Your task: Update sendCommand and readState to use a timeout. Choose a reasonable timeout value for an IoT home network. (Hint: a device that takes more than a few seconds to respond is probably unresponsive—but a timeout that's too short will falsely report healthy devices as down.)

After your change, test it:

./run-timeout
sceneitall> on porch-camera

The CLI should now fail within your timeout window rather than hanging forever. Record your timeout choice and reasoning in REFLECTION.md (Question 2).

What to catch

networkClient.send() throws TimeoutException when the timeout expires, and DeviceUnreachableException when the network can't reach the device at all. Handle both.

Exercise 2.2: Add Retry with Exponential Backoff (12 minutes)

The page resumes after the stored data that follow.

#[async_trait]
impl CheckpointStore for SqliteStore {
    async fn get_checkpoint(
        &self,
        group: &str,
        stream: &str,
        partition: u32,
    ) -> PipelineResult<Option<u64>> {
        let offset: Option<i64> = sqlx::query_scalar(
            "SELECT next_offset FROM checkpoints WHERE consumer_group = ? AND stream = ? AND part = ?",
        )
        .bind(group)
        .bind(stream)
        .bind(partition as i64)
        .fetch_optional(&self.pool)
        .await?;
        Ok(offset.map(|o| o as u64))
    }

    async fn commit_checkpoint(
        &self,
        group: &str,
        stream: &str,
        partition: u32,
        next_offset: u64,
    ) -> PipelineResult<()> {
        sqlx::query(
            r#"
            INSERT INTO checkpoints (consumer_group, stream, part, next_offset, updated_at)
            VALUES (?, ?, ?, ?, ?)
            ON CONFLICT(consumer_group, stream, part) DO UPDATE SET
                next_offset = excluded.next_offset,
                updated_at = excluded.updated_at
            "#,
        )
        .bind(group)
        .bind(stream)
        .bind(partition as i64)
        .bind(next_offset as i64)
        .bind(Utc::now().timestamp())
        .execute(&self.pool)
        .await?;
        Ok(())
    }

    async fn list_checkpoints(&self) -> PipelineResult<Vec<Checkpoint>> {
        let rows = sqlx::query(
            r#"
            SELECT consumer_group, stream, part, next_offset, updated_at
            FROM checkpoints
            ORDER BY consumer_group, stream, part
            "#,
        )
        .fetch_all(&self.pool)
        .await?;

        Ok(rows
            .iter()
            .map(|row| {
                let part: i64 = row.get("part");
                let next: i64 = row.get("next_offset");
                let updated_at: i64 = row.get("updated_at");
                Checkpoint {
                    group: row.get("consumer_group"),
                    stream: row.get("stream"),
                    partition: part as u32,
                    next_offset: next as u64,
                    updated_at: DateTime::from_timestamp(updated_at, 0).unwrap_or_else(Utc::now),
                }
            })
            .collect())
    }
}

#[cfg(test)]
mod tests {
    use super::*;
    use crate::{db, migrate};
    use tempfile::TempDir;

    async fn setup() -> (TempDir, SqliteStore) {
        let tmp = TempDir::new().unwrap();
        let pool = db::connect_path(&tmp.path().join("bizcard.sqlite"))
            .await
            .unwrap();
        migrate::apply(&pool).await.unwrap();
        (tmp, SqliteStore::new(pool))
    }

    fn card(id: &str, name: &str, company: &str) -> IndexDocument {
        let mut fields = FieldMap::new();
        fields.insert("name".into(), name.into());
        fields.insert("company".into(), company.into());
        fields.insert("confidence".into(), 0.93.into());
        IndexDocument {
            image_id: ImageId::from(id),
            fields,
            text: format!("{}\n{}", name, company),
            source_updated_at: Utc::now(),
        }
    }

    #[tokio::test]
    async fn record_upsert_is_last_write_wins() {
        let (_tmp, store) = setup().await;
        let mut fields = FieldMap::new();
        fields.insert("name".into(), "Jane".into());
        let mut record = ExtractedRecord {
            image_id: ImageId::from("img-1"),
            location: ObjectLocation::new("cards", "bizcard-raw-img/jane.jpg"),
            fields,
            metadata: FieldMap::new(),
            extracted_at: Utc::now(),
        };
        store.upsert_record(&record).await.unwrap();

        record.fields.insert("name".into(), "Jane Doe".into());
        record.metadata.insert("confidence".into(), 0.87.into());
        store.upsert_record(&record).await.unwrap();

        assert_eq!(store.count_records().await.unwrap(), 1);
        let back = store.get_record(&record.image_id).await.unwrap().unwrap();
        assert_eq!(back, record);
        assert!(store
            .get_record(&ImageId::from("missing"))
            .await
            .unwrap()
            .is_none());
    }

    #[tokio::test]
    async fn redelivered_document_converges_to_one_row() {
        let (_tmp, store) = setup().await;
        let doc = card("img-1", "Jane Doe", "Acme Corp");
        for _ in 0..3 {
            store.upsert_document(&doc).await.unwrap();
        }
        assert_eq!(store.count_documents().await.unwrap(), 1);
        let fts_rows: i64 = sqlx::query_scalar("SELECT COUNT(*) FROM documents_fts")
            .fetch_one(store.pool())
            .await
            .unwrap();
        assert_eq!(fts_rows, 1);
        assert_eq!(
            store.get_document(&doc.image_id).await.unwrap().unwrap(),
            doc
        );
    }

    #[tokio::test]
    async fn search_matches_text_and_fields() {
        let (_tmp, store) = setup().await;
        store
            .upsert_document(&card("img-1", "Jane Doe", "Acme Corp"))
            .await
            .unwrap();
        store
            .upsert_document(&card("img-2", "John Roe", "Globex"))
            .await
            .unwrap();

        let hits = store.search("acme", 10).await.unwrap();
        assert_eq!(hits.len(), 1);
        assert_eq!(hits[0].image_id.as_str(), "img-1");
        assert!(hits[0].snippet.contains(">>>Acme<<<"));
        assert_eq!(hits[0].fields.get("company").unwrap().to_text(), "Acme Corp");

        // punctuation in the query is not FTS syntax
        assert!(store.search("jane@acme", 10).await.unwrap().len() == 1);
        assert!(store.search("\"", 10).await.unwrap().is_empty());
    }

    #[tokio::test]
    async fn reindex_replaces_searchable_text() {
        let (_tmp, store) = setup().await;
        store
            .upsert_document(&card("img-1", "Jane Doe", "Acme"))
            .await
            .unwrap();
        store
            .upsert_document(&card("img-1", "Jane Doe", "Initech"))
            .await
            .unwrap();
        assert!(store.search("acme", 10).await.unwrap().is_empty());
        assert_eq!(store.search("initech", 10).await.unwrap().len(), 1);
    }

    #[tokio::test]
    async fn dead_letters_and_checkpoints_persist() {
        let (_tmp, store) = setup().await;
        let letter = DeadLetter {
            consumer: "extraction".into(),
            stream: "bizcard-image".into(),
            partition: 2,
            offset: 17,
            image_id: Some(ImageId::from("img-9")),
            reason: "unsupported content type".into(),
            payload: "{}".into(),
            failed_at: Utc::now(),
        };
        store.push_dead_letter(&letter).await.unwrap();
        assert_eq!(store.count_dead_letters().await.unwrap(), 1);
        assert_eq!(store.list_dead_letters(10).await.unwrap(), vec![letter]);

        assert_eq!(
            store.get_checkpoint("indexing", "bizcard-text", 0).await.unwrap(),
            None
        );
        store
            .commit_checkpoint("indexing", "bizcard-text", 0, 5)
            .await
            .unwrap();
        store
            .commit_checkpoint("indexing", "bizcard-text", 0, 9)
            .await
            .unwrap();
        assert_eq!(
            store.get_checkpoint("indexing", "bizcard-text", 0).await.unwrap(),
            Some(9)
        );
        let all = store.list_checkpoints().await.unwrap();
        assert_eq!(all.len(), 1);
        assert_eq!(all[0].next_offset, 9);
    }
}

A single timeout is better than hanging forever, but many real failures are transient—the device was briefly busy, the network had a momentary hiccup. Retrying after a short wait often succeeds.

From L20, the pattern is:

int attempts = 0;
while (attempts < MAX_ATTEMPTS) {
try {
return networkClient.send(request, TIMEOUT);
} catch (TimeoutException | DeviceUnreachableException e) {
attempts++;
if (attempts >= MAX_ATTEMPTS) throw new DeviceGatewayException("Device unreachable after " + MAX_ATTEMPTS + " attempts", e);
long waitMs = (long) Math.pow(2, attempts) * 1000; // 2s, 4s, 8s
Thread.sleep(waitMs);
}
}

Your task: Implement retry with exponential backoff in DeviceGateway. Decide:

  • How many retry attempts? (Consider: each attempt takes up to your timeout. 3 attempts × 5 second timeout = up to 15 seconds before giving up. Is that acceptable for a home automation CLI?)
  • Should retrying be the same for readState and sendCommand? Or should a command that might have already executed be retried differently?

Discuss the second question with your partner before writing code. There's no single right answer—but there is an important difference: readState is idempotent (reading device state has no side effects), but sendCommand may not be. What happens if you retry on porch-camera and the first attempt actually succeeded?

Record your design decisions and tradeoffs in REFLECTION.md (Question 2).

Testing your retry logic

The scenario-intermittent.json config makes porch-camera fail roughly 60% of the time. Run:

./run-intermittent

Try on porch-camera several times. With retry logic, most attempts should eventually succeed.

🔄 Sync Point 2 — Requirements Change (5 minutes)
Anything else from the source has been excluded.